* Source records:
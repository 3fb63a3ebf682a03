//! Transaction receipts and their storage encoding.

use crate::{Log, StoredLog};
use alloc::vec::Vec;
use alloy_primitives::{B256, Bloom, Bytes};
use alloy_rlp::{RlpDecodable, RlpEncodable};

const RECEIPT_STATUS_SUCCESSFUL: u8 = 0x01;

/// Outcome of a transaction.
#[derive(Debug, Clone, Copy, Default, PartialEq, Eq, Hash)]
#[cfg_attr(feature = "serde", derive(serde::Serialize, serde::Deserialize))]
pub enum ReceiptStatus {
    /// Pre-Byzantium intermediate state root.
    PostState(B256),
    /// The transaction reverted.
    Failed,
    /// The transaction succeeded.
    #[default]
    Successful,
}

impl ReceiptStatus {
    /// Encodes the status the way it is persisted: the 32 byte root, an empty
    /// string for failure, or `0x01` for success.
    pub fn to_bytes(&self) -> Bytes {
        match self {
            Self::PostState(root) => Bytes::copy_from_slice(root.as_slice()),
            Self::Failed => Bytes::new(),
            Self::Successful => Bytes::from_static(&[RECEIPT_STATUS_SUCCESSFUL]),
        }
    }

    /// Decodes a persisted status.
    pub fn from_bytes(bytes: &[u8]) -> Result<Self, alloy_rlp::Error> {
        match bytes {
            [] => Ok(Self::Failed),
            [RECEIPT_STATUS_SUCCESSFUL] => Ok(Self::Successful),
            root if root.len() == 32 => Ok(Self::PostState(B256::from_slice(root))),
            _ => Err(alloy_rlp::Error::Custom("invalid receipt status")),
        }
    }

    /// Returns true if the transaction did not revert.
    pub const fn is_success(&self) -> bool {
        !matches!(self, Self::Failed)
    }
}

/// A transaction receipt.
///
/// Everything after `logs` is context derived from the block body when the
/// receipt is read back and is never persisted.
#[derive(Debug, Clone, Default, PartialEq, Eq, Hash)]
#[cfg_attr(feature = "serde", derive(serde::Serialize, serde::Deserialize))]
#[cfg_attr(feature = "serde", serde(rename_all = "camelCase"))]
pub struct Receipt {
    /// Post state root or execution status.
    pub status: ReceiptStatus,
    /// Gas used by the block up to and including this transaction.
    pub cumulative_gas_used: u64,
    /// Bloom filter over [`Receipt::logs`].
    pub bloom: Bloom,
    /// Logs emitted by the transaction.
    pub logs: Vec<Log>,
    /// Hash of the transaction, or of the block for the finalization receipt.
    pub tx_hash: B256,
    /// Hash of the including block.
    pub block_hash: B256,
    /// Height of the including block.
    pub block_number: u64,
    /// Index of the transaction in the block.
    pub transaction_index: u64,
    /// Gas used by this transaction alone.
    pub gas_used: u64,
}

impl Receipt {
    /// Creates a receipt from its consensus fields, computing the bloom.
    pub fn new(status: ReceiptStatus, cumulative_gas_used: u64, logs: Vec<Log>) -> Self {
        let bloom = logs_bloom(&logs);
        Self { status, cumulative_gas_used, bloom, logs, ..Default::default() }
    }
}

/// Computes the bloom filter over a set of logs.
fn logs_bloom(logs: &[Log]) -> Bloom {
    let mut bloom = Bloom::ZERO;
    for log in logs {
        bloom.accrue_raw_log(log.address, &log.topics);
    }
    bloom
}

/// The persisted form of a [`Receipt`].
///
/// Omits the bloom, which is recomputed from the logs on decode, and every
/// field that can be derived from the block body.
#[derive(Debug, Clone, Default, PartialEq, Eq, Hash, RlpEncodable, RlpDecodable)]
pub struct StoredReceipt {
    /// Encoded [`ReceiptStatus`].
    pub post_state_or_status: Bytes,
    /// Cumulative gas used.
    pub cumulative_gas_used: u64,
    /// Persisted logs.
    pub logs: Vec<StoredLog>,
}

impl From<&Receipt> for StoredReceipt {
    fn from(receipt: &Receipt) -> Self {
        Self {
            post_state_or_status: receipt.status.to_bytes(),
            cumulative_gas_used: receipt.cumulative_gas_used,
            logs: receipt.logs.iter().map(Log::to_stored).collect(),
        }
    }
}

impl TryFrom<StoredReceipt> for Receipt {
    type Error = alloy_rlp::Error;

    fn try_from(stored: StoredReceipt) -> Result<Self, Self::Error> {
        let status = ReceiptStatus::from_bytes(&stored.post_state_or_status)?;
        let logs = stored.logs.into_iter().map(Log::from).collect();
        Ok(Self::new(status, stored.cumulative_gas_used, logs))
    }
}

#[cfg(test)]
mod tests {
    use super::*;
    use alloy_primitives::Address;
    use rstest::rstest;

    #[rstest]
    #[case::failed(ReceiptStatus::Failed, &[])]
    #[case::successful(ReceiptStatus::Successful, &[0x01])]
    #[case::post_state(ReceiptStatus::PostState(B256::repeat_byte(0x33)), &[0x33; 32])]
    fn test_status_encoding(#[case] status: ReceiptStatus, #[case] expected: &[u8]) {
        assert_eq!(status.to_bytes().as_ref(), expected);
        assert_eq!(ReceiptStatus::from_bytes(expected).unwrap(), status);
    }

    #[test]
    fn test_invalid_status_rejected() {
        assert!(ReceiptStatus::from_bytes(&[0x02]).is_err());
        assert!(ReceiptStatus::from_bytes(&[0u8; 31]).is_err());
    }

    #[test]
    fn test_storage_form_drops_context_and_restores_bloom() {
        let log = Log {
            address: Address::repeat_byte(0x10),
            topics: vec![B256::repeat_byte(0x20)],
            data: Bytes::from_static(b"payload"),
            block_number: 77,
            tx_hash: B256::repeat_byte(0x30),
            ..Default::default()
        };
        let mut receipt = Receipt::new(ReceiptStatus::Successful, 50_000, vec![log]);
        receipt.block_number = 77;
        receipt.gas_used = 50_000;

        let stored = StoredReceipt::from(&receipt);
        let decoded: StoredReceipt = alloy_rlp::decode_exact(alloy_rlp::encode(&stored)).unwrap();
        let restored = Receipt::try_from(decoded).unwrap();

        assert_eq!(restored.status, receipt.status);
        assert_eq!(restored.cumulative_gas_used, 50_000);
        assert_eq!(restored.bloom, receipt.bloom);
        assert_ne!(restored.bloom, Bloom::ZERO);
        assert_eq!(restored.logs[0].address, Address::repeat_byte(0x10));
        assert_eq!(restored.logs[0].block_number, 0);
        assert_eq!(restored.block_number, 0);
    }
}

* Task statement:
Using the data above, repeat exactly the lines that begin at the line with "The transaction succeeded." and end at the line with "for failure, or", both ends included.

* Written solution:
    /// The transaction succeeded.
    #[default]
    Successful,
}

impl ReceiptStatus {
    /// Encodes the status the way it is persisted: the 32 byte root, an empty
    /// string for failure, or `0x01` for success.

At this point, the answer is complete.